# Thread: [SOLVED] Proof question for eigenvectors

1. ## [SOLVED] Proof question for eigenvectors

The vectors $v_1, v_2, ..., v_k$ in the vector space $R^n$ are eigenvectors for the matrix $A$ corresponding to the eigenvalues $\lambda_1, \lambda_2, ..., \lambda_k$ (not necessarily distinct).

If these vectors are linearly independent and $\lambda_{k+1}$ is distinct from all of the other $\lambda$'s, prove that $\{ v_1, v_2, ..., v_k, v_{k+1} \}$ is linearly independent for any eigenvector $v_{k+1}$ corresponding to $\lambda_{k+1}$.

(Hint: if not, we have $v_{k+1}=c_1v_1+c_2v_2+...+c_kv_k$ for some constants and $Av_{k+1}$ can easily be written in two ways.)

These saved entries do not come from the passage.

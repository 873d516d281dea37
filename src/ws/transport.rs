//! [`Transport`] backed by `tokio-tungstenite`.

use std::sync::Arc;
use std::sync::atomic::{AtomicU8, Ordering};
use std::time::Duration;

use futures::{SinkExt as _, StreamExt as _};
use tokio::sync::mpsc;
use tokio::time::timeout;
use tokio_tungstenite::connect_async;
use tokio_tungstenite::tungstenite::Message;
use tokio_util::sync::CancellationToken;

use super::error::WsError;
use super::traits::{EventSink, Transport};
use crate::Result;

const DEFAULT_CONNECT_TIMEOUT: Duration = Duration::from_secs(10);

const CONNECTING: u8 = 0;
const OPEN: u8 = 1;
const CLOSED: u8 = 2;

/// WebSocket transport running each socket on its own tokio task.
///
/// Every [`open`](Transport::open) spawns a task that performs the handshake and then
/// pumps frames in both directions until the socket ends or
/// [`close`](Transport::close) cancels it. Must be used within a tokio runtime.
#[derive(Debug)]
pub struct TungsteniteTransport {
    connect_timeout: Duration,
    socket: Option<Socket>,
}

#[derive(Debug)]
struct Socket {
    outgoing: mpsc::UnboundedSender<String>,
    cancel: CancellationToken,
    phase: Arc<AtomicU8>,
}

impl Default for TungsteniteTransport {
    fn default() -> Self {
        Self::new()
    }
}

impl TungsteniteTransport {
    #[must_use]
    pub fn new() -> Self {
        Self {
            connect_timeout: DEFAULT_CONNECT_TIMEOUT,
            socket: None,
        }
    }

    /// Give up on a handshake that has not completed within `connect_timeout`.
    #[must_use]
    pub fn with_connect_timeout(mut self, connect_timeout: Duration) -> Self {
        self.connect_timeout = connect_timeout;
        self
    }

    fn phase(&self) -> Option<u8> {
        self.socket
            .as_ref()
            .map(|socket| socket.phase.load(Ordering::Acquire))
    }
}

impl Transport for TungsteniteTransport {
    fn open(&mut self, address: &str, events: EventSink) {
        self.close();

        let (outgoing, outgoing_rx) = mpsc::unbounded_channel();
        let cancel = CancellationToken::new();
        let phase = Arc::new(AtomicU8::new(CONNECTING));

        tokio::spawn(run_socket(
            address.to_owned(),
            self.connect_timeout,
            events,
            outgoing_rx,
            cancel.clone(),
            Arc::clone(&phase),
        ));

        self.socket = Some(Socket {
            outgoing,
            cancel,
            phase,
        });
    }

    fn close(&mut self) {
        if let Some(socket) = self.socket.take() {
            socket.cancel.cancel();
        }
    }

    fn send(&mut self, text: String) -> Result<()> {
        let socket = self
            .socket
            .as_ref()
            .filter(|socket| socket.phase.load(Ordering::Acquire) == OPEN)
            .ok_or(WsError::NotOpen)?;

        socket
            .outgoing
            .send(text)
            .map_err(|_e| WsError::SocketGone)?;
        Ok(())
    }

    fn is_open(&self) -> bool {
        self.phase() == Some(OPEN)
    }

    fn is_closed(&self) -> bool {
        matches!(self.phase(), None | Some(CLOSED))
    }
}

impl Drop for TungsteniteTransport {
    fn drop(&mut self) {
        self.close();
    }
}

async fn run_socket(
    address: String,
    connect_timeout: Duration,
    events: EventSink,
    mut outgoing: mpsc::UnboundedReceiver<String>,
    cancel: CancellationToken,
    phase: Arc<AtomicU8>,
) {
    let connected = tokio::select! {
        () = cancel.cancelled() => None,
        result = timeout(connect_timeout, connect_async(&address)) => Some(result),
    };

    let ws_stream = match connected {
        Some(Ok(Ok((ws_stream, _)))) => ws_stream,
        Some(Ok(Err(e))) => {
            #[cfg(feature = "tracing")]
            tracing::warn!(%address, error = %WsError::Handshake(e), "Unable to connect");
            #[cfg(not(feature = "tracing"))]
            let _ = &e;
            phase.store(CLOSED, Ordering::Release);
            events.closed();
            return;
        }
        Some(Err(_elapsed)) => {
            #[cfg(feature = "tracing")]
            tracing::warn!(%address, error = %WsError::HandshakeTimeout(connect_timeout), "Unable to connect");
            phase.store(CLOSED, Ordering::Release);
            events.closed();
            return;
        }
        None => {
            phase.store(CLOSED, Ordering::Release);
            events.closed();
            return;
        }
    };

    phase.store(OPEN, Ordering::Release);
    events.opened();

    let (mut write, mut read) = ws_stream.split();

    loop {
        tokio::select! {
            biased;

            () = cancel.cancelled() => {
                _ = write.close().await;
                break;
            }

            msg = read.next() => match msg {
                Some(Ok(Message::Text(text))) => events.message(text.as_str()),
                Some(Ok(Message::Close(_))) | None => break,
                Some(Err(e)) => {
                    #[cfg(feature = "tracing")]
                    tracing::debug!(error = %e, "WebSocket read failed");
                    #[cfg(not(feature = "tracing"))]
                    let _ = &e;
                    break;
                }
                // Binary frames carry nothing for us; control frames are answered by tungstenite
                Some(Ok(_)) => {}
            },

            Some(text) = outgoing.recv() => {
                if let Err(e) = write.send(Message::Text(text.into())).await {
                    #[cfg(feature = "tracing")]
                    tracing::debug!(error = %e, "WebSocket write failed");
                    #[cfg(not(feature = "tracing"))]
                    let _ = &e;
                    break;
                }
            }
        }
    }

    phase.store(CLOSED, Ordering::Release);
    events.closed();
}
#![expect(
    clippy::module_name_repetitions,
    reason = "Configuration types intentionally mirror the module name for clarity"
)]

use std::time::Duration;

use backoff::{ExponentialBackoff, ExponentialBackoffBuilder};

use crate::Result;
use crate::error::Error;

const DEFAULT_HEARTBEAT_INTERVAL_DURATION: Duration = Duration::from_millis(2500);
const DEFAULT_GRACE_PERIOD_DURATION: Duration = Duration::from_secs(5);
const DEFAULT_RECONNECT_INTERVAL_DURATION: Duration = Duration::from_millis(2500);
const DEFAULT_INITIAL_BACKOFF_DURATION: Duration = Duration::from_secs(1);
const DEFAULT_MAX_BACKOFF_DURATION: Duration = Duration::from_secs(60);
const DEFAULT_BACKOFF_MULTIPLIER: f64 = 2.0;

/// Liveness probe the device firmware answers outside the JSON envelope.
pub const DEFAULT_PROBE_FRAME: &str = "ping";
/// Reply the device firmware sends for [`DEFAULT_PROBE_FRAME`].
pub const DEFAULT_REPLY_FRAME: &str = "pong";

/// Configuration for connection manager behavior.
#[non_exhaustive]
#[derive(Debug, Clone)]
pub struct Config {
    /// Interval between liveness probes while the connection is open
    pub heartbeat_interval: Duration,
    /// Maximum time to wait for the probe reply before considering the connection dead
    pub grace_period: Duration,
    /// Reconnection strategy configuration
    pub reconnect: ReconnectConfig,
    /// Text frame sent as the liveness probe
    pub probe_frame: String,
    /// Text frame expected in reply to a probe
    pub reply_frame: String,
}

impl Default for Config {
    fn default() -> Self {
        Self {
            heartbeat_interval: DEFAULT_HEARTBEAT_INTERVAL_DURATION,
            grace_period: DEFAULT_GRACE_PERIOD_DURATION,
            reconnect: ReconnectConfig::default(),
            probe_frame: DEFAULT_PROBE_FRAME.to_owned(),
            reply_frame: DEFAULT_REPLY_FRAME.to_owned(),
        }
    }
}

impl Config {
    /// Reject configurations that would spin timers or never match a reply.
    pub fn validate(&self) -> Result<()> {
        non_zero("heartbeat_interval", self.heartbeat_interval)?;
        non_zero("grace_period", self.grace_period)?;
        non_zero("reconnect.interval", self.reconnect.interval)?;
        if let Some(backoff) = &self.reconnect.backoff {
            non_zero("reconnect.backoff.initial", backoff.initial)?;
            if backoff.max < backoff.initial {
                return Err(Error::validation(
                    "reconnect.backoff.max must not be smaller than reconnect.backoff.initial",
                ));
            }
        }
        if self.probe_frame.is_empty() || self.reply_frame.is_empty() {
            return Err(Error::validation("heartbeat frames must not be empty"));
        }
        Ok(())
    }
}

pub(crate) fn non_zero(name: &str, duration: Duration) -> Result<()> {
    if duration.is_zero() {
        return Err(Error::validation(format!("{name} must be non-zero")));
    }
    Ok(())
}

/// Configuration for automatic reconnection behavior.
///
/// Attempts repeat until a connection opens or the manager is stopped; there is no
/// attempt limit.
#[non_exhaustive]
#[derive(Debug, Clone)]
pub struct ReconnectConfig {
    /// Fixed delay between open attempts, used when `backoff` is `None`
    pub interval: Duration,
    /// Optional capped exponential backoff replacing the fixed interval
    pub backoff: Option<BackoffConfig>,
}

impl Default for ReconnectConfig {
    fn default() -> Self {
        Self {
            interval: DEFAULT_RECONNECT_INTERVAL_DURATION,
            backoff: None,
        }
    }
}

/// Capped exponential backoff between reconnect attempts.
#[non_exhaustive]
#[derive(Debug, Clone)]
pub struct BackoffConfig {
    /// Initial backoff duration for first reconnection attempt
    pub initial: Duration,
    /// Maximum backoff duration
    pub max: Duration,
    /// Multiplier for exponential backoff
    pub multiplier: f64,
}

impl Default for BackoffConfig {
    fn default() -> Self {
        Self {
            initial: DEFAULT_INITIAL_BACKOFF_DURATION,
            max: DEFAULT_MAX_BACKOFF_DURATION,
            multiplier: DEFAULT_BACKOFF_MULTIPLIER,
        }
    }
}

impl From<BackoffConfig> for ExponentialBackoff {
    fn from(config: BackoffConfig) -> Self {
        ExponentialBackoffBuilder::default()
            .with_initial_interval(config.initial)
            .with_max_interval(config.max)
            .with_multiplier(config.multiplier)
            .with_max_elapsed_time(None) // Retry until stopped
            .build()
    }
}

2. suppose that $\{v_1,\dots,v_k,v_{k+1}\}$ is not linearly independant, hence we can write

$v_{k+1}=c_1 v_1+\dots +c_k v_k$
now consider the following

$Av_{k+1}=\lambda_{k+1}v_{k+1}=\lambda_{k+1}\left(c _1 v_1+\dots +c_k v_k\right)$

and we also have

$Av_{k+1}=A\left(c_1 v_1+\dots +c_k v_k\right)=\lambda_1 c_1 v_1+\dots +\lambda_k c_k v_k$
clearly $Av_{k+1}-Av_{k+1}=0$

hence

$\left(\lambda_{k+1} -\lambda_1\right)c_1 v_1+\dots+\left(\lambda_{k+1} -\lambda_k\right)c_k v_k=0$

and since $\{v_1,\dots,v_k\}$ is linearly independant we know this equality can only hold when the constants are zero, hence

$\lambda_{k+1}=\lambda_{i}$ for each $i=1,2,\dots,k$

so $\lambda_{k+1}$ is not distinct.

So this concludes the proof with a contrapositive argument.